Nous sommes de retour. Bonjour Mali. Bonjour Pays Dogon. Bonjour Bandiagara. Bonjour Bamako. Bonjour Segou. Bonjour Songo. Bonjour Shanga. Bonjour Gogoli. Au clou le capitaine Sanogo et son putsch d’opérette. Loin de nous les fantômes du djihad et les cavaliers de la mort. Il y a si longtemps…
Depuis 2003, nos regards ne s’étaient plus quittés. La rage des hommes avait pourtant miné nos sentiers d’amitié. Mais le grand avion blanc s’est pourtant bien posé sur le bitume brûlant. Miracle, revoici toutes les saveurs du grand continent. Les sourires, d’abord. Le brouhaha. La dérision. La pollution aussi. Les plastiques comme tapis rouge. Le Sprinter cabossé comme carrosse.
Et les mains à nouveau unies. Assoul, Basile, Yaya, Isa,…vous n’avez pas changé. Et Aminata plus reine que jamais. Symbole de nos projets en terre de sable et de roc. Nos cœurs s’enflamment au fil des retrouvailles. Même les chiffres s’affolent. Dernier projet en place, l’école technique de Bandiagara accueille désormais plus de 500 élèves.
Nul ne sait où les projets développés au Pays Dogon nous mènerons mais le seul succès du jour suffit à notre bonheur. Retour au Mali, retour au Pays Dogon, c’est retour gagnant. Ce ne fut pas simple, pourtant. Sur les cartes d’état-major, du rouge. Encore et toujours. La peur importée. La peur exportée. Et, chez nous, des infos et des images répétées : guérilla, attentats, enlèvements,…Sauf que le Pays Dogon n’a rien connu de tout cela ; même s’il s’en est fallu de peu, les rebelles ayant progressé jusqu’à une soixante de kilomètres de nos villages.

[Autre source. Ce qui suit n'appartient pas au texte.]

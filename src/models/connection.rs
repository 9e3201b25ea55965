//! Connection-related data models.
//!
//! This module defines the connection options, the engine-tagged driver
//! configuration and the transaction state types.

use crate::config::{DEFAULT_CONNECTION_NAME, DEFAULT_MAX_QUERY_EXECUTION_TIME, PoolOptions};
use crate::driver::Driver;
use crate::error::{DbError, DbResult};
use crate::hooks::QueryHook;
use serde::{Deserialize, Serialize};
use std::str::FromStr;
use std::sync::Arc;
use std::time::Duration;

/// Supported database types.
#[derive(Debug, Clone, Copy, PartialEq, Eq, Hash, Serialize, Deserialize)]
#[serde(rename_all = "lowercase")]
pub enum DatabaseType {
    PostgreSQL,
    /// Includes MariaDB
    MySQL,
}

impl DatabaseType {
    /// Parse database type from a connection string.
    pub fn from_connection_string(connection_string: &str) -> Option<Self> {
        let lower = connection_string.to_lowercase();
        if lower.starts_with("postgres://") || lower.starts_with("postgresql://") {
            Some(Self::PostgreSQL)
        } else if lower.starts_with("mysql://") || lower.starts_with("mariadb://") {
            Some(Self::MySQL)
        } else {
            None
        }
    }

    /// Get the display name for this database type.
    pub fn display_name(&self) -> &'static str {
        match self {
            Self::PostgreSQL => "PostgreSQL",
            Self::MySQL => "MySQL",
        }
    }

    /// Get the default port for this database type.
    pub fn default_port(&self) -> u16 {
        match self {
            Self::PostgreSQL => 5432,
            Self::MySQL => 3306,
        }
    }
}

impl std::fmt::Display for DatabaseType {
    fn fmt(&self, f: &mut std::fmt::Formatter<'_>) -> std::fmt::Result {
        write!(f, "{}", self.display_name())
    }
}

/// Replace the password of a connection URL with `****`.
///
/// Strings that do not parse as URLs are returned unchanged.
pub fn masked_url(connection_string: &str) -> String {
    match url::Url::parse(connection_string) {
        Ok(mut url) if url.password().is_some() => {
            // set_password only fails for cannot-be-a-base URLs, which have no password
            let _ = url.set_password(Some("****"));
            url.to_string()
        }
        _ => connection_string.to_string(),
    }
}

fn mask_secret(secret: &Option<String>) -> Option<&'static str> {
    secret.as_ref().map(|_| "****")
}

/// MySQL / MariaDB engine parameters.
///
/// `url`, when set, supplies the base parameters. Each discrete field that is
/// set overrides the matching part of the URL.
#[derive(Clone, Default, Serialize, Deserialize)]
pub struct MySqlDriverOptions {
    /// Contains sensitive data - never log
    #[serde(default, skip_serializing)]
    pub url: Option<String>,
    pub host: Option<String>,
    pub port: Option<u16>,
    pub user: Option<String>,
    /// Contains sensitive data - never log
    #[serde(default, skip_serializing)]
    pub password: Option<String>,
    pub database: Option<String>,
    /// Default: utf8mb4
    pub charset: Option<String>,
    #[serde(default)]
    pub pool: PoolOptions,
}

impl MySqlDriverOptions {
    pub fn from_url(url: impl Into<String>) -> Self {
        Self {
            url: Some(url.into()),
            ..Default::default()
        }
    }
}

impl std::fmt::Debug for MySqlDriverOptions {
    fn fmt(&self, f: &mut std::fmt::Formatter<'_>) -> std::fmt::Result {
        f.debug_struct("MySqlDriverOptions")
            .field("url", &self.url.as_deref().map(masked_url))
            .field("host", &self.host)
            .field("port", &self.port)
            .field("user", &self.user)
            .field("password", &mask_secret(&self.password))
            .field("database", &self.database)
            .field("charset", &self.charset)
            .field("pool", &self.pool)
            .finish()
    }
}

/// PostgreSQL engine parameters.
///
/// `url`, when set, supplies the base parameters. Each discrete field that is
/// set overrides the matching part of the URL.
#[derive(Clone, Default, Serialize, Deserialize)]
pub struct PostgresDriverOptions {
    /// Contains sensitive data - never log
    #[serde(default, skip_serializing)]
    pub url: Option<String>,
    pub host: Option<String>,
    pub port: Option<u16>,
    pub user: Option<String>,
    /// Contains sensitive data - never log
    #[serde(default, skip_serializing)]
    pub password: Option<String>,
    pub database: Option<String>,
    pub application_name: Option<String>,
    #[serde(default)]
    pub pool: PoolOptions,
}

impl PostgresDriverOptions {
    pub fn from_url(url: impl Into<String>) -> Self {
        Self {
            url: Some(url.into()),
            ..Default::default()
        }
    }
}

impl std::fmt::Debug for PostgresDriverOptions {
    fn fmt(&self, f: &mut std::fmt::Formatter<'_>) -> std::fmt::Result {
        f.debug_struct("PostgresDriverOptions")
            .field("url", &self.url.as_deref().map(masked_url))
            .field("host", &self.host)
            .field("port", &self.port)
            .field("user", &self.user)
            .field("password", &mask_secret(&self.password))
            .field("database", &self.database)
            .field("application_name", &self.application_name)
            .field("pool", &self.pool)
            .finish()
    }
}

/// Engine-tagged driver configuration, resolved to a driver when a connection opens.
#[derive(Clone)]
pub enum DriverConfig {
    MySql(MySqlDriverOptions),
    Postgres(PostgresDriverOptions),
    /// A caller-supplied driver implementation, used as-is.
    Custom(Arc<dyn Driver>),
}

impl DriverConfig {
    /// Build a driver configuration from a connection URL, detecting the engine from its scheme.
    pub fn from_url(url: &str) -> DbResult<Self> {
        match DatabaseType::from_connection_string(url) {
            Some(DatabaseType::MySQL) => Ok(Self::MySql(MySqlDriverOptions::from_url(url))),
            Some(DatabaseType::PostgreSQL) => {
                Ok(Self::Postgres(PostgresDriverOptions::from_url(url)))
            }
            None => Err(DbError::invalid_input(format!(
                "Unknown database type in connection string: {}",
                masked_url(url)
            ))),
        }
    }

    /// Wrap a caller-supplied driver.
    pub fn custom<D: Driver + 'static>(driver: D) -> Self {
        Self::Custom(Arc::new(driver))
    }

    /// Engine this configuration targets.
    pub fn database_type(&self) -> DatabaseType {
        match self {
            Self::MySql(_) => DatabaseType::MySQL,
            Self::Postgres(_) => DatabaseType::PostgreSQL,
            Self::Custom(driver) => driver.database_type(),
        }
    }

    fn validate(&self) -> DbResult<()> {
        let pool = match self {
            Self::MySql(opts) => &opts.pool,
            Self::Postgres(opts) => &opts.pool,
            Self::Custom(_) => return Ok(()),
        };
        pool.validate().map_err(DbError::invalid_input)
    }
}

impl std::fmt::Debug for DriverConfig {
    fn fmt(&self, f: &mut std::fmt::Formatter<'_>) -> std::fmt::Result {
        match self {
            Self::MySql(opts) => f.debug_tuple("MySql").field(opts).finish(),
            Self::Postgres(opts) => f.debug_tuple("Postgres").field(opts).finish(),
            Self::Custom(driver) => f
                .debug_tuple("Custom")
                .field(&driver.database_type())
                .finish(),
        }
    }
}

/// Configuration for a connection registered with a
/// [`ConnectionManager`](crate::db::ConnectionManager).
#[derive(Clone)]
pub struct ConnectionOptions {
    /// Default: "default". Must be unique among open connections of a manager.
    pub name: Option<String>,
    pub driver: DriverConfig,
    /// Invoked in registration order for every statement.
    pub hooks: Vec<Arc<dyn QueryHook>>,
    /// Default: 60s. Exceeding it is logged, never enforced.
    pub max_query_execution_time: Option<Duration>,
    /// Default: the max query execution time.
    pub slow_query_threshold: Option<Duration>,
}

impl ConnectionOptions {
    pub fn new(driver: DriverConfig) -> Self {
        Self {
            name: None,
            driver,
            hooks: Vec::new(),
            max_query_execution_time: None,
            slow_query_threshold: None,
        }
    }

    pub fn with_name(mut self, name: impl Into<String>) -> Self {
        self.name = Some(name.into());
        self
    }

    /// Register a hook.
    pub fn with_hook<H: QueryHook + 'static>(mut self, hook: H) -> Self {
        self.hooks.push(Arc::new(hook));
        self
    }

    /// Register a hook that is shared with other owners (e.g. a test observer).
    pub fn with_shared_hook(mut self, hook: Arc<dyn QueryHook>) -> Self {
        self.hooks.push(hook);
        self
    }

    pub fn with_max_query_execution_time(mut self, limit: Duration) -> Self {
        self.max_query_execution_time = Some(limit);
        self
    }

    pub fn with_slow_query_threshold(mut self, threshold: Duration) -> Self {
        self.slow_query_threshold = Some(threshold);
        self
    }

    /// Connection name, falling back to "default".
    pub fn resolved_name(&self) -> &str {
        self.name.as_deref().unwrap_or(DEFAULT_CONNECTION_NAME)
    }

    pub fn effective_max_query_execution_time(&self) -> Duration {
        self.max_query_execution_time
            .unwrap_or(DEFAULT_MAX_QUERY_EXECUTION_TIME)
    }

    pub fn effective_slow_query_threshold(&self) -> Duration {
        self.slow_query_threshold
            .unwrap_or_else(|| self.effective_max_query_execution_time())
    }

    /// Validate the options before a connection is created from them.
    pub fn validate(&self) -> DbResult<()> {
        if self.name.as_deref().is_some_and(|n| n.trim().is_empty()) {
            return Err(DbError::invalid_input("Connection name cannot be empty"));
        }
        self.driver.validate()
    }
}

impl std::fmt::Debug for ConnectionOptions {
    fn fmt(&self, f: &mut std::fmt::Formatter<'_>) -> std::fmt::Result {
        f.debug_struct("ConnectionOptions")
            .field("name", &self.resolved_name())
            .field("driver", &self.driver)
            .field("hooks", &self.hooks.len())
            .field("max_query_execution_time", &self.max_query_execution_time)
            .field("slow_query_threshold", &self.slow_query_threshold)
            .finish()
    }
}

/// State of a [`TransactionRunner`](crate::db::TransactionRunner).
#[derive(Debug, Clone, Copy, PartialEq, Eq, Serialize, Deserialize)]
#[serde(rename_all = "snake_case")]
pub enum TransactionState {
    NotStarted,
    Active,
    Committed,
    RolledBack,
    /// The dedicated connection has been handed back to the driver
    Released,
}

impl TransactionState {
    pub fn as_str(&self) -> &'static str {
        match self {
            Self::NotStarted => "not_started",
            Self::Active => "active",
            Self::Committed => "committed",
            Self::RolledBack => "rolled_back",
            Self::Released => "released",
        }
    }

    /// Check if the transaction is still active.
    pub fn is_active(&self) -> bool {
        matches!(self, Self::Active)
    }

    /// Check if the transaction has ended (committed or rolled back).
    pub fn is_ended(&self) -> bool {
        matches!(self, Self::Committed | Self::RolledBack)
    }
}

impl std::fmt::Display for TransactionState {
    fn fmt(&self, f: &mut std::fmt::Formatter<'_>) -> std::fmt::Result {
        f.write_str(self.as_str())
    }
}

/// SQL standard transaction isolation levels.
#[derive(Debug, Clone, Copy, PartialEq, Eq, Serialize, Deserialize)]
#[serde(rename_all = "snake_case")]
pub enum IsolationLevel {
    ReadUncommitted,
    ReadCommitted,
    RepeatableRead,
    Serializable,
}

impl IsolationLevel {
    pub fn as_sql(&self) -> &'static str {
        match self {
            Self::ReadUncommitted => "READ UNCOMMITTED",
            Self::ReadCommitted => "READ COMMITTED",
            Self::RepeatableRead => "REPEATABLE READ",
            Self::Serializable => "SERIALIZABLE",
        }
    }
}

impl std::fmt::Display for IsolationLevel {
    fn fmt(&self, f: &mut std::fmt::Formatter<'_>) -> std::fmt::Result {
        f.write_str(self.as_sql())
    }
}

impl FromStr for IsolationLevel {
    type Err = DbError;

    /// Accepts "READ COMMITTED", "read_committed", "read-committed" and similar spellings.
    fn from_str(s: &str) -> Result<Self, Self::Err> {
        let normalized: String = s
            .trim()
            .chars()
            .map(|c| if c == '_' || c == '-' { ' ' } else { c })
            .collect::<String>()
            .split_whitespace()
            .collect::<Vec<_>>()
            .join(" ")
            .to_uppercase();

        match normalized.as_str() {
            "READ UNCOMMITTED" => Ok(Self::ReadUncommitted),
            "READ COMMITTED" => Ok(Self::ReadCommitted),
            "REPEATABLE READ" => Ok(Self::RepeatableRead),
            "SERIALIZABLE" => Ok(Self::Serializable),
            _ => Err(DbError::invalid_input(format!(
                "Unknown isolation level: {}",
                s
            ))),
        }
    }
}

L’intervention des troupes françaises et des forces africaines puis la tenue d’élections présidentielles, l’été dernier, ont ramené un minimum de sérénité. Si le Mali, comme le reste de l’Afrique, n’est pas un modèle de stabilité, le groupe qui a repris la route des espérances en ce mois de février n’a jamais connu le moindre sentiment d’insécurité. Bras ouverts, mains tendues, espoirs retrouvés : rien que des récompenses. Et, osons le dire, de la fierté. Jusqu’à chanceler sous les applaudissements du public du Festival du Niger ravis de saluer les quelques « toubabs » venus danser à leurs côtés. De quoi repeindre en vert toutes les pistes des alentours.
Pour « Solidarité Dogon » et les « Coureurs Célestes », étroitement unis dans les projets maliens, il était temps de reprendre le chemin de la falaise. Par manque. Par envie. Par bonheur. Mais aussi parce que les voyages solidaires sont la base de notre réussite. Vous êtes maintenant des centaines à nous avoir suivis là-bas, un jour ou l’autre, et à avoir ainsi cautionné nos opérations. A tous, je voudrais offrir la lave rougeoyante du soleil quand il se lève, nonchalant, au dessus de la plaine poussiéreuse, face aux cases de terre de Gogoli.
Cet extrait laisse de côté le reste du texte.